Junior Member
joined:Sept 10, 2018
posts: 161
votes: 24
Thank you @Pontificus Maximux, that's very useful information. I'm going to re-run my tests again and make sure to exclude youtube videos and the like.
@NickMNS
But if you feel that adding one more occurrence of "Red Socks" is going to make the difference then go ahead, and good luck.
Perhaps I could have been clearer, I'm largely removing keywords due to a suspected Penguin penalty. I have a lot of natural exact match backlinks due to the way people share my site. But TF-IDF *is* a ranking factor.
I don't believe a word Google says about their algorithm anymore. They put out misinformation all the time.
Guys,
I'm going to indulge in a bit of carefully thought out speculation here.
Google is stupid and can't tell the difference between legitimate sites and spam sites (that's why they have manual actions). Penguin assesses the trustworthiness of each of your links individually, based on a confluence of factors, including the page they came from, your current on-page keyword percentage, and other trust signals. The people at Google don't care about collateral damage. Matt Cutts was probably the only person who acted as a voice for webmasters.
A lot of long established sites have been on a long slow decline since late 2016 when Penguin 4.0 was introduced, or early 2017, which is when they seem to have added more quality signals into Penguin.
I am convinced that Penguin is affecting a large percentage of sites these days. Google will deign to give you the power from your backlinks if they think you deserve it, and this year that means only if you look like a corporation. If your site is in decline and you can't 100% explain the decline via snippets or other factors, you should look into this.

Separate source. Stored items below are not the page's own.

//! swapindex-storage: persistent storage backends for swapindex.
//!
//! Backends:
//! - [`sqlite`]: SQLite via `sqlx` (embedded, single-file persistence)
//! - the in-memory [`MemoryStore`] lives in `swapindex-core`

#[cfg(feature = "sqlite")]
pub mod sqlite;

pub use swapindex_core::store::MemoryStore;

#[cfg(feature = "sqlite")]
pub use sqlite::SqliteStore;
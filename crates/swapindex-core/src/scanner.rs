//! The chain scanner: drives the index forward one height at a time.
//!
//! For every height after the cursor, in strictly increasing order:
//!
//! ```text
//! Idle → Fetching(h) → Extracting(h) → Pricing(h) → Committing(h) → Idle(h+1)
//! ```
//!
//! The cursor only moves inside the atomic commit, so a crash at any point
//! resumes at the first uncommitted height. Once the confirmed tip is
//! reached the scanner re-reads it; in follow mode it then polls every
//! `poll_interval_ms` until shut down.

use std::future::Future;
use std::sync::Arc;
use std::time::Duration;

use tokio::sync::watch;

use crate::cursor::{confirmed_tip, ScanCursor};
use crate::error::IndexerError;
use crate::extractor;
use crate::fetcher::{BlockFetcher, FetchError};
use crate::indexer::{IndexerConfig, ResumeFrom, ScanMode, ScannerState};
use crate::policy::{FetchPacer, RetryPolicy};
use crate::price::{PriceOracle, PriceResolution};
use crate::store::IndexStore;
use crate::types::{BlockResults, SwapEvent};
use crate::window::MerkleIndex;

/// Summary of a scanner run.
#[derive(Debug, Clone, Default, PartialEq, Eq)]
pub struct ScanReport {
    /// Cursor position when the run started.
    pub resumed_after: u64,
    /// Cursor position when the run ended.
    pub last_completed_height: u64,
    pub heights_processed: u64,
    pub events_committed: u64,
    /// Swaps committed with a null USD value.
    pub events_unpriced: u64,
    pub windows_built: u64,
}

/// Sequential scanner over a [`BlockFetcher`].
pub struct ChainScanner {
    config: IndexerConfig,
    fetcher: Arc<dyn BlockFetcher>,
    oracle: Arc<PriceOracle>,
    store: Arc<dyn IndexStore>,
    index: MerkleIndex,
    fetch_retry: RetryPolicy,
    commit_retry: RetryPolicy,
    pacer: FetchPacer,
    state: ScannerState,
    shutdown: watch::Receiver<bool>,
}

impl ChainScanner {
    pub fn new(
        config: IndexerConfig,
        fetcher: Arc<dyn BlockFetcher>,
        oracle: Arc<PriceOracle>,
        store: Arc<dyn IndexStore>,
        shutdown: watch::Receiver<bool>,
    ) -> Result<Self, IndexerError> {
        config.validate()?;
        let index = MerkleIndex::new(Arc::clone(&store), config.window_spec());
        Ok(Self {
            fetch_retry: RetryPolicy::new(config.fetch_retry()),
            commit_retry: RetryPolicy::new(config.commit_retry()),
            pacer: FetchPacer::new(config.min_fetch_interval()),
            state: ScannerState::Idle {
                next_height: config.start_height,
            },
            config,
            fetcher,
            oracle,
            store,
            index,
            shutdown,
        })
    }

    pub fn state(&self) -> ScannerState {
        self.state.clone()
    }

    pub fn merkle_index(&self) -> &MerkleIndex {
        &self.index
    }

    /// Run until the bounded range is complete, shutdown is signalled, or a
    /// fatal error occurs. Fatal errors leave the cursor at the last
    /// committed height.
    pub async fn run(&mut self, resume: ResumeFrom) -> Result<ScanReport, IndexerError> {
        let mut report = ScanReport::default();
        match self.scan(resume, &mut report).await {
            Ok(()) => {
                self.set_state(ScannerState::Stopped);
                tracing::info!(
                    last_completed = report.last_completed_height,
                    heights = report.heights_processed,
                    events = report.events_committed,
                    unpriced = report.events_unpriced,
                    windows = report.windows_built,
                    "scanner stopped"
                );
                Ok(report)
            }
            Err(e) => {
                self.set_state(ScannerState::Halted(e.to_string()));
                tracing::error!(
                    error = %e,
                    last_completed = report.last_completed_height,
                    "scanner halted"
                );
                Err(e)
            }
        }
    }

    async fn scan(&mut self, resume: ResumeFrom, report: &mut ScanReport) -> Result<(), IndexerError> {
        let mut cursor = self.resolve_cursor(resume).await?;
        report.resumed_after = cursor.last_completed_height;
        report.last_completed_height = cursor.last_completed_height;

        // Windows left unsealed by a crash between commit and build.
        report.windows_built += self.index.build_ready_windows(&cursor).await?.len() as u64;

        tracing::info!(
            chain = %self.config.chain,
            indexer = %self.config.id,
            next_height = cursor.next_height(),
            mode = ?self.config.mode,
            "scanner starting"
        );

        let mut tip = 0u64;
        let mut caught_up = false;
        loop {
            if self.shutdown_requested() {
                tracing::info!("shutdown requested");
                return Ok(());
            }
            if let ScanMode::BoundedRange { end_height } = self.config.mode {
                if cursor.last_completed_height >= end_height {
                    tracing::info!(end_height, "bounded range complete");
                    return Ok(());
                }
            }

            let next = cursor.next_height();
            if next > tip {
                tip = self.confirmed_tip().await?;
                if next > tip {
                    if !caught_up {
                        caught_up = true;
                        tracing::info!(at = cursor.last_completed_height, tip, "caught up with chain tip");
                    }
                    self.set_state(ScannerState::Following);
                    if self.sleep_or_shutdown(self.config.poll_interval()).await {
                        tracing::info!("shutdown requested");
                        return Ok(());
                    }
                    continue;
                }
            }

            cursor = self.process_height(next, &cursor, report).await?;
        }
    }

    async fn resolve_cursor(&self, resume: ResumeFrom) -> Result<ScanCursor, IndexerError> {
        let stored = self.store.read_cursor(self.config.start_height).await?;
        match resume {
            ResumeFrom::Persisted => {
                if stored.has_progress() {
                    tracing::info!(
                        last_completed = stored.last_completed_height,
                        "resuming from persisted cursor"
                    );
                }
                Ok(stored)
            }
            ResumeFrom::Override(height) => {
                if height < stored.start_height {
                    return Err(IndexerError::Config(format!(
                        "resume height {height} precedes start height {}",
                        stored.start_height
                    )));
                }
                if height > stored.next_height() {
                    return Err(IndexerError::Config(format!(
                        "resume height {height} would skip heights after {}",
                        stored.last_completed_height
                    )));
                }
                if height < stored.next_height() {
                    tracing::warn!(
                        from = height,
                        committed_up_to = stored.last_completed_height,
                        "re-scanning committed heights"
                    );
                }
                Ok(ScanCursor {
                    last_completed_height: height - 1,
                    ..stored
                })
            }
        }
    }

    async fn process_height(
        &mut self,
        height: u64,
        cursor: &ScanCursor,
        report: &mut ScanReport,
    ) -> Result<ScanCursor, IndexerError> {
        self.set_state(ScannerState::Fetching(height));
        let block = self.fetch_block(height).await?;

        self.set_state(ScannerState::Extracting(height));
        let mut events = extractor::extract(height, &block)?;

        self.set_state(ScannerState::Pricing(height));
        let unpriced = self.price_events(&block, &mut events).await;

        self.set_state(ScannerState::Committing(height));
        let new_cursor = cursor.advanced_to(height);
        let outcome = self.commit(height, &events, &new_cursor).await?;
        let windows = self.index.build_ready_windows(&new_cursor).await?;

        report.heights_processed += 1;
        report.events_committed += events.len() as u64;
        report.events_unpriced += unpriced;
        report.windows_built += windows.len() as u64;
        report.last_completed_height = height;

        if events.is_empty() {
            tracing::debug!(height, "height committed, no swaps");
        } else {
            tracing::info!(
                height,
                swaps = events.len(),
                unpriced,
                inserted = outcome.inserted,
                unchanged = outcome.unchanged,
                "height committed"
            );
        }
        self.set_state(ScannerState::Idle {
            next_height: height + 1,
        });
        Ok(new_cursor)
    }

    async fn price_events(&self, block: &BlockResults, events: &mut [SwapEvent]) -> u64 {
        let mut unpriced = 0;
        for ev in events.iter_mut() {
            match self
                .oracle
                .usd_value(&ev.token_in, ev.height, block.timestamp)
                .await
            {
                PriceResolution::Resolved(v) => ev.usd_value = Some(v),
                PriceResolution::Unresolved(reason) => {
                    tracing::debug!(key = %ev.key(), denom = %ev.token_in.denom, reason = %reason, "swap left unpriced");
                    unpriced += 1;
                }
            }
        }
        unpriced
    }

    // ─── Upstream calls ──────────────────────────────────────────────────────

    async fn fetch_block(&self, height: u64) -> Result<BlockResults, IndexerError> {
        let fetcher = Arc::clone(&self.fetcher);
        let block = self
            .retry_fetch(height, || {
                let fetcher = Arc::clone(&fetcher);
                async move { fetcher.fetch_block_results(height).await }
            })
            .await
            .map_err(|(err, attempts)| match err {
                FetchError::Permanent(reason) => IndexerError::PermanentFetch { height, reason },
                FetchError::Transient(reason) => IndexerError::FetchExhausted {
                    height,
                    attempts,
                    reason,
                },
            })?;
        if block.height != height {
            return Err(IndexerError::PermanentFetch {
                height,
                reason: format!("node returned results for height {}", block.height),
            });
        }
        Ok(block)
    }

    async fn confirmed_tip(&self) -> Result<u64, IndexerError> {
        let fetcher = Arc::clone(&self.fetcher);
        let tip = self
            .retry_fetch(0, || {
                let fetcher = Arc::clone(&fetcher);
                async move { fetcher.latest_height().await }
            })
            .await
            .map_err(|(err, attempts)| IndexerError::TipUnavailable {
                attempts,
                reason: err.reason().to_string(),
            })?;
        Ok(confirmed_tip(tip, self.config.confirmation_depth))
    }

    /// Paces and retries `op` on transient errors. On failure returns the
    /// last error and the number of attempts made.
    async fn retry_fetch<T, F, Fut>(&self, height: u64, mut op: F) -> Result<T, (FetchError, u32)>
    where
        F: FnMut() -> Fut,
        Fut: Future<Output = Result<T, FetchError>>,
    {
        let mut failures = 0u32;
        loop {
            self.pacer.pace().await;
            match op().await {
                Ok(v) => return Ok(v),
                Err(e @ FetchError::Permanent(_)) => return Err((e, failures + 1)),
                Err(e) => {
                    failures += 1;
                    match self.fetch_retry.delay_after(failures) {
                        Some(delay) => {
                            tracing::warn!(
                                height,
                                attempt = failures,
                                delay_ms = delay.as_millis() as u64,
                                error = %e,
                                "transient fetch error, retrying"
                            );
                            tokio::time::sleep(delay).await;
                        }
                        None => return Err((e, failures)),
                    }
                }
            }
        }
    }

    async fn commit(
        &self,
        height: u64,
        events: &[SwapEvent],
        new_cursor: &ScanCursor,
    ) -> Result<crate::store::CommitOutcome, IndexerError> {
        let mut failures = 0u32;
        loop {
            match self.store.commit_height(height, events, new_cursor).await {
                Ok(outcome) => return Ok(outcome),
                Err(e) if e.is_retryable() => {
                    failures += 1;
                    match self.commit_retry.delay_after(failures) {
                        Some(delay) => {
                            tracing::warn!(height, attempt = failures, error = %e, "commit failed, retrying");
                            tokio::time::sleep(delay).await;
                        }
                        None => return Err(e),
                    }
                }
                Err(e) => return Err(e),
            }
        }
    }

    // ─── Lifecycle ───────────────────────────────────────────────────────────

    fn set_state(&mut self, state: ScannerState) {
        if self.state != state {
            tracing::trace!(from = %self.state, to = %state, "scanner state");
            self.state = state;
        }
    }

    fn shutdown_requested(&self) -> bool {
        *self.shutdown.borrow()
    }

    /// Sleeps for `duration`; returns `true` if shutdown was signalled.
    async fn sleep_or_shutdown(&mut self, duration: Duration) -> bool {
        tokio::select! {
            _ = tokio::time::sleep(duration) => false,
            changed = self.shutdown.changed() => match changed {
                Ok(()) => *self.shutdown.borrow(),
                // Sender gone: nobody can ask us to stop any more.
                Err(_) => {
                    tokio::time::sleep(duration).await;
                    false
                }
            },
        }
    }
}
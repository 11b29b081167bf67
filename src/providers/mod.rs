//! Translation provider adapters
//!
//! Both adapters are built once per batch with a fixed language pair and
//! carry no per-call mutable state, so a single `Arc` is shared by every job.

use async_trait::async_trait;
use std::fmt::Debug;

use crate::core::errors::Result;
use crate::core::models::{ProviderKind, UsageSnapshot};

pub mod deepl;
pub mod google;

#[cfg(test)]
pub mod mock;

/// Translates one piece of text with a fixed language pair
#[async_trait]
pub trait Translator: Send + Sync + Debug {
    /// Provider backing this client
    fn kind(&self) -> ProviderKind;

    /// False when the client was built without a credential
    fn is_enabled(&self) -> bool;

    /// Translate `text`, failing with `ProviderUnavailable` when disabled
    async fn translate(&self, text: &str) -> Result<String>;
}

/// Reports remaining quota for a provider
#[async_trait]
pub trait UsageSource: Send + Sync + Debug {
    fn is_enabled(&self) -> bool;

    async fn usage(&self) -> Result<UsageSnapshot>;
}

/// Shared HTTP client with the configured timeout
pub fn http_client(timeout_ms: u64) -> Result<reqwest::Client> {
    let client = reqwest::Client::builder()
        .timeout(std::time::Duration::from_millis(timeout_ms))
        .pool_idle_timeout(Some(std::time::Duration::from_secs(30)))
        .pool_max_idle_per_host(10)
        .build()?;
    Ok(client)
}
//! Google Cloud Translation v2 client (fallback provider)

use async_trait::async_trait;
use serde::Deserialize;

use crate::core::config::TranslatorConfig;
use crate::core::errors::{Result, TranslationError};
use crate::core::languages;
use crate::core::models::ProviderKind;
use crate::providers::Translator;

#[derive(Debug, Deserialize)]
struct TranslateResponse {
    data: TranslateData,
}

#[derive(Debug, Deserialize)]
struct TranslateData {
    translations: Vec<Translation>,
}

#[derive(Debug, Deserialize)]
#[serde(rename_all = "camelCase")]
struct Translation {
    translated_text: String,
}

/// Google client bound to one language pair
#[derive(Debug, Clone)]
pub struct GoogleClient {
    client: reqwest::Client,
    api_key: String,
    endpoint: String,
    source_lang: String,
    target_lang: String,
}

impl GoogleClient {
    /// Create a client; an empty key leaves it disabled
    pub fn new(
        config: &TranslatorConfig,
        client: reqwest::Client,
        source_lang: &str,
        target_lang: &str,
    ) -> Self {
        Self {
            client,
            api_key: config.google_api_key.clone(),
            endpoint: config.google_endpoint.clone(),
            source_lang: languages::normalize(ProviderKind::Google, source_lang),
            target_lang: languages::normalize(ProviderKind::Google, target_lang),
        }
    }
}

#[async_trait]
impl Translator for GoogleClient {
    fn kind(&self) -> ProviderKind {
        ProviderKind::Google
    }

    fn is_enabled(&self) -> bool {
        !self.api_key.is_empty()
    }

    async fn translate(&self, text: &str) -> Result<String> {
        if !self.is_enabled() {
            return Err(TranslationError::ProviderUnavailable {
                provider: ProviderKind::Google.to_string(),
            });
        }

        let response = self
            .client
            .get(&self.endpoint)
            .query(&[
                ("q", text),
                ("source", self.source_lang.as_str()),
                ("target", self.target_lang.as_str()),
                ("key", self.api_key.as_str()),
            ])
            .send()
            .await
            .map_err(|e| TranslationError::call(ProviderKind::Google, e))?;

        let status = response.status();
        if !status.is_success() {
            let body = response.text().await.unwrap_or_default();
            return Err(TranslationError::call(
                ProviderKind::Google,
                format!("HTTP {}: {}", status.as_u16(), body),
            ));
        }

        let body = response
            .text()
            .await
            .map_err(|e| TranslationError::call(ProviderKind::Google, e))?;
        parse_translation(&body)
    }
}

/// Extract the first translation and decode the HTML entities Google returns
fn parse_translation(body: &str) -> Result<String> {
    let parsed: TranslateResponse = serde_json::from_str(body)
        .map_err(|e| TranslationError::call(ProviderKind::Google, format!("invalid response: {}", e)))?;
    let text = parsed
        .data
        .translations
        .into_iter()
        .next()
        .map(|t| t.translated_text)
        .ok_or_else(|| TranslationError::call(ProviderKind::Google, "no translation in response"))?;
    Ok(html_escape::decode_html_entities(&text).into_owned())
}
//! Quota checks against the primary provider's usage endpoint

use std::sync::Arc;
use tracing::{debug, info, warn};

use crate::core::errors::Result;
use crate::core::models::{group_thousands, UsageSnapshot};
use crate::providers::UsageSource;

/// Gate deciding whether the primary provider may take more work
#[derive(Debug, Clone)]
pub struct QuotaGate {
    source: Arc<dyn UsageSource>,
    margin: u64,
}

impl QuotaGate {
    /// Create a gate keeping `margin` characters in reserve
    pub fn new(source: Arc<dyn UsageSource>, margin: u64) -> Self {
        Self { source, margin }
    }

    /// Whether a snapshot leaves room for another translation
    pub fn permits(&self, usage: &UsageSnapshot) -> bool {
        if usage.any_limit_reached {
            return false;
        }
        match usage.character {
            Some(counter) => counter.remaining() > self.margin,
            None => true,
        }
    }

    /// Query usage and apply `permits`; errors from the usage endpoint propagate
    pub async fn check(&self) -> Result<bool> {
        if !self.source.is_enabled() {
            return Ok(false);
        }
        let usage = self.source.usage().await?;
        Ok(self.permits(&usage))
    }

    /// True only when the primary is enabled and has quota left.
    ///
    /// An unknown quota counts as exhausted.
    pub async fn is_usable(&self) -> bool {
        match self.check().await {
            Ok(usable) => usable,
            Err(e) => {
                warn!("Usage check failed, assuming quota exhausted: {}", e);
                false
            }
        }
    }

    /// Log the current usage of the primary provider
    pub async fn report_usage(&self) {
        if !self.source.is_enabled() {
            debug!("Primary provider disabled, no usage to report");
            return;
        }

        let usage = match self.source.usage().await {
            Ok(usage) => usage,
            Err(e) => {
                warn!("Could not fetch usage: {}", e);
                return;
            }
        };

        if usage.any_limit_reached {
            warn!("DeepL translation limit reached.");
        }
        if let Some(chars) = usage.character {
            info!(
                "DeepL character usage: {} of {}",
                group_thousands(chars.count),
                group_thousands(chars.limit)
            );
        }
        if let Some(docs) = usage.document {
            info!("DeepL document usage: {} of {}", docs.count, docs.limit);
        }
    }
}
//! Custom error types for translation operations

use thiserror::Error;

/// Translation-related errors
#[derive(Error, Debug)]
pub enum TranslationError {
    /// Provider was constructed without a credential
    #[error("Provider unavailable: {provider} has no API key configured")]
    ProviderUnavailable {
        provider: String,
    },

    /// Translate call failed (network, API status or response shape)
    #[error("{provider} call failed: {message}")]
    ProviderCallError {
        provider: String,
        message: String,
    },

    /// Usage endpoint could not be queried
    #[error("Usage query failed: {message}")]
    UsageQueryError {
        message: String,
    },

    /// File operation error
    #[error("File error: {path} - {message}")]
    FileError {
        path: String,
        message: String,
    },

    /// Configuration error
    #[error("Configuration error: {message}")]
    ConfigError {
        message: String,
    },

    /// Worker task ended without producing an outcome
    #[error("Job aborted: {0}")]
    JobAborted(String),

    /// IO error
    #[error("IO error: {0}")]
    IoError(#[from] std::io::Error),

    /// Reqwest error
    #[error("HTTP client error: {0}")]
    HttpError(#[from] reqwest::Error),

    /// JSON error
    #[error("JSON error: {0}")]
    JsonError(#[from] serde_json::Error),
}

impl TranslationError {
    /// Build a `ProviderCallError` for the given provider
    pub fn call(provider: impl ToString, message: impl ToString) -> Self {
        TranslationError::ProviderCallError {
            provider: provider.to_string(),
            message: message.to_string(),
        }
    }

    /// Build a `FileError` for the given path
    pub fn file(path: &std::path::Path, err: impl ToString) -> Self {
        TranslationError::FileError {
            path: path.display().to_string(),
            message: err.to_string(),
        }
    }
}

/// Result type for translation operations
pub type Result<T> = std::result::Result<T, TranslationError>;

I'm also convinced that Penguin has an active demoting factor as well as just an ignoring your links factor. Why have some fresh thin content sites started ranking well? Because they got lucky with a few on page trust signals and keyword percentages, and they don't have any backlinks, so they can't get demoted by Penguin. Why have thin content pages from corporations started ranking well? Because corporate signals prevent Penguin penalties.
I also suspect they won't rank you properly in the neural matching / super synonyms algorithm if your percentage of Penguined links is too high, no matter how relevant your page is, which is probably part of the reason why the algorithm doesn't work properly.
A lot of people here seem to have been struggling since March.
We know they did something to Penguin in March, because that's when exact match domains came out of nowhere and teleported in to the top of niches and even got rewarded with site links. Maybe they took out some legacy code by accident, or maybe they made Penguin even more aggressive but they have the problem that they can't properly distinguish between EMDs and brands.
Remember the early versions of Penguin penalised a bunch of brand sites and individuals with a high percentage of exact match backlinks? They have trouble telling the two apart. That's why they keep saying to focus on building your brand. They recognise your website as an entity and they have to give exact match links pointing at your website a free pass so they don't penalise companies like Amazon by mistake. So because they can't properly tell EMDs from brands, the EMDs are getting a free ride, while everyone else is getting various percentages of their backlinks penalised. That's why brands and EMDs are doing so well this year.
Why is it taking so long to get new sites indexed at the moment? Why so many apparently link-based updates recently? Because they know Penguin is messed up and they're trying to fix it, and every time they tweak the algorithm they have to recrawl the entire web and reassess everyone's links against their target pages one at a time. The server load must be insane.